The cost for the four-year treatment plan is estimated to be $446,000, with the money coming from a variety of sources, including a state Department of Ecology grant, the Stillaguamish River Clean Water District’s discretionary fund, the county Surface Water Management’s funds, and the people living on the lake.

In particular, the residents of Lake Ketchum will kick in $36,000 from their Local Improvement District reserve fund, plus another $4,440 per year from LID assessments going forward. In 2013 the residents won approval from the County Council to raise an additional $13,560 per year from their own water fees.

While the model projection for the alum treatments says one thing, it’s possible that future annual treatments will be needed, and possibly another major infusion of alum seven or eight years in the future, Williams said.

There is no funding identified for alum treatment beyond 2018, Williams said.

Roy VanWinkle, president of the Ketchum Shores Improvement Club, said the lakefront owners have taken an active role in the lake’s cleanup, to the point of taxing themselves at a higher level, and are now just looking forward to seeing improvement.
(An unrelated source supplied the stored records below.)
use assert_cmd::Command;
use fewgraph_core::preprocess::{DocSplits, Engagements, GraphBuilder};
use fewgraph_core::{FeatureType, FileLayout};
use predicates::prelude::*;
use std::collections::{BTreeMap, BTreeSet, HashMap};
use std::fs;
use std::path::Path;

/// Artifacts for 12 documents, 2 per class in each split, 2 users per document.
fn write_artifacts(dir: &Path) {
    let mut by_doc = BTreeMap::new();
    let mut labels = HashMap::new();
    let mut vocab = HashMap::new();
    let mut splits = DocSplits::default();

    for i in 0..12 {
        let key = format!("doc{i:02}");
        by_doc.insert(key.clone(), vec![format!("{key}_a"), format!("{key}_b")]);
        labels.insert(key.clone(), i % 2);
        vocab.insert(key.clone(), vec![i % 2, 2 + i]);
        match i / 4 {
            0 => splits.train.push(key),
            1 => splits.val.push(key),
            _ => splits.test.push(key),
        }
    }
    let engagements = Engagements { by_doc, skipped: 0 };
    let users: BTreeSet<String> = engagements.users().into_iter().map(str::to_string).collect();

    let mut builder = GraphBuilder::new(splits, &users);
    builder
        .add_engagements(&engagements)
        .set_labels(&labels)
        .set_features(&vocab, &engagements, 0, FeatureType::OneHot);
    builder
        .write_artifacts(dir, &FileLayout::default(), 30)
        .unwrap();
}

#[test]
fn test_cli_stats() -> Result<(), Box<dyn std::error::Error>> {
    let dir = tempfile::tempdir()?;
    write_artifacts(dir.path());

    let mut cmd = Command::cargo_bin("fewgraph")?;
    cmd.arg("stats").arg(dir.path()).arg("--data").arg("gossipcop");
    cmd.assert()
        .success()
        .stdout(predicate::str::contains("Documents:      12"))
        .stdout(predicate::str::contains("Users:          24"))
        .stdout(predicate::str::contains("Train/val/test: 4/4/4"))
        .stdout(predicate::str::contains("real"))
        .stdout(predicate::str::contains("0.500"));
    Ok(())
}

#[test]
fn test_cli_episodes() -> Result<(), Box<dyn std::error::Error>> {
    let dir = tempfile::tempdir()?;
    write_artifacts(dir.path());

    let mut cmd = Command::cargo_bin("fewgraph")?;
    cmd.arg("episodes")
        .arg(dir.path())
        .arg("--k-shot")
        .arg("1")
        .arg("--hops")
        .arg("1")
        .arg("--count")
        .arg("3");
    cmd.assert()
        .success()
        .stdout(predicate::str::contains("1 episodes per epoch (2-way 1-shot, 1 hops)"))
        .stdout(predicate::str::contains(
            "episode 0: support 2 targets / 6 nodes / 4 edges",
        ))
        .stdout(predicate::str::contains("episode 2:"));
    Ok(())
}

#[test]
fn test_cli_episodes_insufficient_data() -> Result<(), Box<dyn std::error::Error>> {
    let dir = tempfile::tempdir()?;
    write_artifacts(dir.path());

    let mut cmd = Command::cargo_bin("fewgraph")?;
    cmd.arg("episodes").arg(dir.path()).arg("--k-shot").arg("3");
    cmd.assert()
        .failure()
        .stderr(predicate::str::contains("Insufficient data"));
    Ok(())
}

#[test]
fn test_cli_eval() -> Result<(), Box<dyn std::error::Error>> {
    let dir = tempfile::tempdir()?;
    write_artifacts(dir.path());

    let mut cmd = Command::cargo_bin("fewgraph")?;
    cmd.arg("eval")
        .arg(dir.path())
        .arg("--k-shot")
        .arg("1")
        .arg("--hops")
        .arg("1")
        .arg("--workers")
        .arg("2")
        .arg("--split")
        .arg("test");
    cmd.assert()
        .success()
        .stdout(predicate::str::contains("Prototype baseline (test split, 1 episodes"))
        .stdout(predicate::str::contains("Accuracy:"));
    Ok(())
}

#[test]
fn test_cli_eval_with_config_file() -> Result<(), Box<dyn std::error::Error>> {
    let dir = tempfile::tempdir()?;
    write_artifacts(dir.path());
    let config = dir.path().join("loader.json");
    fs::write(
        &config,
        r#"{"data_name": "gossipcop", "k_shot": 1, "hop_size": 1, "model": "gat", "data_dir": "ignored"}"#,
    )?;

    let mut cmd = Command::cargo_bin("fewgraph")?;
    cmd.arg("eval").arg(dir.path()).arg("--config").arg(&config);
    cmd.assert()
        .success()
        .stdout(predicate::str::contains("model gat"));
    Ok(())
}

#[test]
fn test_cli_preprocess_then_stats() -> Result<(), Box<dyn std::error::Error>> {
    let raw = tempfile::tempdir()?;
    let out = tempfile::tempdir()?;
    let engagements = raw.path().join("engagements");
    fs::create_dir_all(&engagements)?;

    let mut labels = Vec::new();
    let mut vocab = Vec::new();
    for i in 0..10 {
        labels.push(format!(r#""d{i}": {}"#, i % 2));
        vocab.push(format!(r#""d{i}": [{i}]"#));
        fs::write(
            engagements.join(format!("d{i}.json")),
            format!(r#"{{"users": [{}, {}]}}"#, 100 + i, 100 + (i + 1) % 10),
        )?;
    }
    fs::write(engagements.join("d9.json"), "not json")?;
    fs::write(
        raw.path().join("doc2labels.json"),
        format!("{{{}}}", labels.join(",")),
    )?;
    fs::write(
        raw.path().join("doc_vocab.json"),
        format!("{{{}}}", vocab.join(",")),
    )?;

    let mut cmd = Command::cargo_bin("fewgraph")?;
    cmd.arg("preprocess")
        .arg(raw.path())
        .arg("-o")
        .arg(out.path())
        .arg("--threshold")
        .arg("1.0")
        .arg("--split-sizes")
        .arg("0.6,0.2,0.2");
    cmd.assert()
        .success()
        .stdout(predicate::str::contains("Documents:            10"))
        .stdout(predicate::str::contains("Skipped engagements:  1"));

    assert!(out.path().join("doc2id_top30.json").exists());
    assert!(out.path().join("features_one-hot_top30.json").exists());

    let mut cmd = Command::cargo_bin("fewgraph")?;
    cmd.arg("stats").arg(out.path());
    cmd.assert()
        .success()
        .stdout(predicate::str::contains("Documents:      10"))
        .stdout(predicate::str::contains("Train/val/test: 6/2/2"));
    Ok(())
}

#[test]
fn test_cli_preprocess_all_users() -> Result<(), Box<dyn std::error::Error>> {
    let raw = tempfile::tempdir()?;
    let engagements = raw.path().join("engagements");
    fs::create_dir_all(&engagements)?;

    // user 999 shared every real document
    let mut labels = Vec::new();
    let mut vocab = Vec::new();
    for i in 0..8 {
        labels.push(format!(r#""d{i}": {}"#, i % 2));
        vocab.push(format!(r#""d{i}": [{i}]"#));
        let users = if i % 2 == 0 {
            format!("{}, 999", 100 + i)
        } else {
            format!("{}", 100 + i)
        };
        fs::write(
            engagements.join(format!("d{i}.json")),
            format!(r#"{{"users": [{users}]}}"#),
        )?;
    }
    fs::write(
        raw.path().join("doc2labels.json"),
        format!("{{{}}}", labels.join(",")),
    )?;
    fs::write(
        raw.path().join("doc_vocab.json"),
        format!("{{{}}}", vocab.join(",")),
    )?;

    let preprocess = |extra: &[&str]| -> Result<assert_cmd::assert::Assert, Box<dyn std::error::Error>> {
        let out = tempfile::tempdir()?;
        let mut cmd = Command::cargo_bin("fewgraph")?;
        cmd.arg("preprocess")
            .arg(raw.path())
            .arg("-o")
            .arg(out.path())
            .arg("--threshold")
            .arg("0.5")
            .arg("--split-sizes")
            .arg("0.5,0.25,0.25")
            .args(extra);
        Ok(cmd.assert())
    };

    preprocess(&[])?
        .success()
        .stdout(predicate::str::contains("Users:                8"));
    preprocess(&["--all-users"])?
        .success()
        .stdout(predicate::str::contains("Users:                9"));
    Ok(())
}

#[test]
fn test_cli_unknown_dataset()-> Result<(), Box<dyn std::error::Error>> {
    let dir = tempfile::tempdir()?;
    let mut cmd = Command::cargo_bin("fewgraph")?;
    cmd.arg("stats").arg(dir.path()).arg("--data").arg("politifact");
    cmd.assert()
        .failure()
        .stderr(predicate::str::contains("politifact"));
    Ok(())
}

#[test]
fn test_cli_missing_artifacts() -> Result<(), Box<dyn std::error::Error>> {
    let dir = tempfile::tempdir()?;
    let mut cmd = Command::cargo_bin("fewgraph")?;
    cmd.arg("stats").arg(dir.path().join("nope"));
    cmd.assert()
        .failure()
        .stderr(predicate::str::contains("Failed to load"));
    Ok(())
}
“It’s one of those situations where you really can’t ignore it. It won’t go away on its own,” VanWinkle said.

For Miriam Lancaster, restoring the lake is personally important. With her illness in remission, she would enjoy taking out her kayak more often, which was her primary source of exercise before she got sick.

It’s also a source of personal enjoyment, which is apparent even in mid-winter.

“It’s a beautiful lake and it really should be cleaned up,” she said.